▸ Extracted material:
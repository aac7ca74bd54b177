use async_trait::async_trait;
use sqlx::postgres::{PgConnectOptions, PgPoolOptions};
use sqlx::PgPool;
use std::time::Duration;
use tracing::{info, instrument};

use super::{EntryStore, StorageError};
use crate::model::Entry;

const CREATE_TABLE: &str = "CREATE TABLE IF NOT EXISTS guestbook (
    id BIGSERIAL PRIMARY KEY,
    name VARCHAR(100) NOT NULL,
    message TEXT NOT NULL,
    created_at TIMESTAMPTZ NOT NULL DEFAULT NOW()
)";

const CREATE_INDEX: &str =
    "CREATE INDEX IF NOT EXISTS guestbook_created_at_idx ON guestbook (created_at DESC, id DESC)";

#[derive(Debug, Clone)]
pub struct PgStore {
    pool: PgPool,
}

impl PgStore {
    pub fn from_pool(pool: PgPool) -> Self {
        Self { pool }
    }

    pub async fn connect(
        host: &str,
        port: u16,
        database: &str,
        user: &str,
        password: &str,
    ) -> Result<Self, StorageError> {
        let options = PgConnectOptions::new()
            .host(host)
            .port(port)
            .database(database)
            .username(user)
            .password(password);
        let pool = pool_options()
            .connect_with(options)
            .await
            .map_err(StorageError::during("connect to postgres"))?;
        info!(host, port, database, "connected to postgres");
        Ok(Self::from_pool(pool))
    }

    pub async fn connect_url(url: &str) -> Result<Self, StorageError> {
        let pool = pool_options()
            .connect(url)
            .await
            .map_err(StorageError::during("connect to postgres"))?;
        Ok(Self::from_pool(pool))
    }
}

fn pool_options() -> PgPoolOptions {
    PgPoolOptions::new()
        .max_connections(10)
        .acquire_timeout(Duration::from_secs(10))
}

/// Two instances racing on `CREATE TABLE IF NOT EXISTS` can still collide on
/// the catalog; the loser sees one of these codes.
fn is_concurrent_create(err: &sqlx::Error) -> bool {
    match err {
        sqlx::Error::Database(db) => is_concurrent_create_code(db.code().as_deref()),
        _ => false,
    }
}

/// `42P07` duplicate_table, `23505` unique_violation on `pg_type`.
fn is_concurrent_create_code(code: Option<&str>) -> bool {
    matches!(code, Some("42P07") | Some("23505"))
}

async fn execute_ddl(pool: &PgPool, sql: &str) -> Result<(), StorageError> {
    match sqlx::query(sql).execute(pool).await {
        Ok(_) => Ok(()),
        Err(err) if is_concurrent_create(&err) => {
            info!("schema object created concurrently by another instance");
            Ok(())
        }
        Err(err) => Err(StorageError::during("create guestbook table")(err)),
    }
}

#[async_trait]
impl EntryStore for PgStore {
    #[instrument(skip_all)]
    async fn ensure_schema(&self) -> Result<(), StorageError> {
        execute_ddl(&self.pool, CREATE_TABLE).await?;
        execute_ddl(&self.pool, CREATE_INDEX).await?;
        info!("database initialized");
        Ok(())
    }

    #[instrument(skip_all)]
    async fn insert(&self, name: &str, message: &str) -> Result<Entry, StorageError> {
        sqlx::query_as::<_, Entry>(
            "INSERT INTO guestbook (name, message) VALUES ($1, $2) RETURNING id, name, message, created_at",
        )
        .bind(name)
        .bind(message)
        .fetch_one(&self.pool)
        .await
        .map_err(StorageError::during("insert entry"))
    }

    #[instrument(skip_all)]
    async fn list_all(&self) -> Result<Vec<Entry>, StorageError> {
        sqlx::query_as::<_, Entry>(
            "SELECT id, name, message, created_at FROM guestbook ORDER BY created_at DESC, id DESC",
        )
        .fetch_all(&self.pool)
        .await
        .map_err(StorageError::during("list entries"))
    }
}

#[cfg(test)]
mod tests {
    use super::*;

    #[test]
    fn non_database_errors_are_not_races() {
        assert!(!is_concurrent_create(&sqlx::Error::RowNotFound));
        assert!(!is_concurrent_create(&sqlx::Error::PoolTimedOut));
    }

    #[test]
    fn duplicate_object_codes_count_as_created() {
        assert!(is_concurrent_create_code(Some("42P07")));
        assert!(is_concurrent_create_code(Some("23505")));
    }

    #[test]
    fn other_database_codes_still_fail() {
        assert!(!is_concurrent_create_code(Some("42501")));
        assert!(!is_concurrent_create_code(Some("08006")));
        assert!(!is_concurrent_create_code(None));
    }
}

▸ To do: Output the material verbatim.

▸ Solution for this task:
repository aac7ca74bd54b177
use async_trait::async_trait;
use sqlx::postgres::{PgConnectOptions, PgPoolOptions};
use sqlx::PgPool;
use std::time::Duration;
use tracing::{info, instrument};

use super::{EntryStore, StorageError};
use crate::model::Entry;

const CREATE_TABLE: &str = "CREATE TABLE IF NOT EXISTS guestbook (
    id BIGSERIAL PRIMARY KEY,
    name VARCHAR(100) NOT NULL,
    message TEXT NOT NULL,
    created_at TIMESTAMPTZ NOT NULL DEFAULT NOW()
)";

const CREATE_INDEX: &str =
    "CREATE INDEX IF NOT EXISTS guestbook_created_at_idx ON guestbook (created_at DESC, id DESC)";

#[derive(Debug, Clone)]
pub struct PgStore {
    pool: PgPool,
}

impl PgStore {
    pub fn from_pool(pool: PgPool) -> Self {
        Self { pool }
    }

    pub async fn connect(
        host: &str,
        port: u16,
        database: &str,
        user: &str,
        password: &str,
    ) -> Result<Self, StorageError> {
        let options = PgConnectOptions::new()
            .host(host)
            .port(port)
            .database(database)
            .username(user)
            .password(password);
        let pool = pool_options()
            .connect_with(options)
            .await
            .map_err(StorageError::during("connect to postgres"))?;
        info!(host, port, database, "connected to postgres");
        Ok(Self::from_pool(pool))
    }

    pub async fn connect_url(url: &str) -> Result<Self, StorageError> {
        let pool = pool_options()
            .connect(url)
            .await
            .map_err(StorageError::during("connect to postgres"))?;
        Ok(Self::from_pool(pool))
    }
}

fn pool_options() -> PgPoolOptions {
    PgPoolOptions::new()
        .max_connections(10)
        .acquire_timeout(Duration::from_secs(10))
}

/// Two instances racing on `CREATE TABLE IF NOT EXISTS` can still collide on
/// the catalog; the loser sees one of these codes.
fn is_concurrent_create(err: &sqlx::Error) -> bool {
    match err {
        sqlx::Error::Database(db) => is_concurrent_create_code(db.code().as_deref()),
        _ => false,
    }
}

/// `42P07` duplicate_table, `23505` unique_violation on `pg_type`.
fn is_concurrent_create_code(code: Option<&str>) -> bool {
    matches!(code, Some("42P07") | Some("23505"))
}

async fn execute_ddl(pool: &PgPool, sql: &str) -> Result<(), StorageError> {
    match sqlx::query(sql).execute(pool).await {
        Ok(_) => Ok(()),
        Err(err) if is_concurrent_create(&err) => {
            info!("schema object created concurrently by another instance");
            Ok(())
        }
        Err(err) => Err(StorageError::during("create guestbook table")(err)),
    }
}

#[async_trait]
impl EntryStore for PgStore {
    #[instrument(skip_all)]
    async fn ensure_schema(&self) -> Result<(), StorageError> {
        execute_ddl(&self.pool, CREATE_TABLE).await?;
        execute_ddl(&self.pool, CREATE_INDEX).await?;
        info!("database initialized");
        Ok(())
    }

    #[instrument(skip_all)]
    async fn insert(&self, name: &str, message: &str) -> Result<Entry, StorageError> {
        sqlx::query_as::<_, Entry>(
            "INSERT INTO guestbook (name, message) VALUES ($1, $2) RETURNING id, name, message, created_at",
        )
        .bind(name)
        .bind(message)
        .fetch_one(&self.pool)
        .await
        .map_err(StorageError::during("insert entry"))
    }

    #[instrument(skip_all)]
    async fn list_all(&self) -> Result<Vec<Entry>, StorageError> {
        sqlx::query_as::<_, Entry>(
            "SELECT id, name, message, created_at FROM guestbook ORDER BY created_at DESC, id DESC",
        )
        .fetch_all(&self.pool)
        .await
        .map_err(StorageError::during("list entries"))
    }
}

#[cfg(test)]
mod tests {
    use super::*;

    #[test]
    fn non_database_errors_are_not_races() {
        assert!(!is_concurrent_create(&sqlx::Error::RowNotFound));
        assert!(!is_concurrent_create(&sqlx::Error::PoolTimedOut));
    }

    #[test]
    fn duplicate_object_codes_count_as_created() {
        assert!(is_concurrent_create_code(Some("42P07")));
        assert!(is_concurrent_create_code(Some("23505")));
    }

    #[test]
    fn other_database_codes_still_fail() {
        assert!(!is_concurrent_create_code(Some("42501")));
        assert!(!is_concurrent_create_code(Some("08006")));
        assert!(!is_concurrent_create_code(None));
    }
}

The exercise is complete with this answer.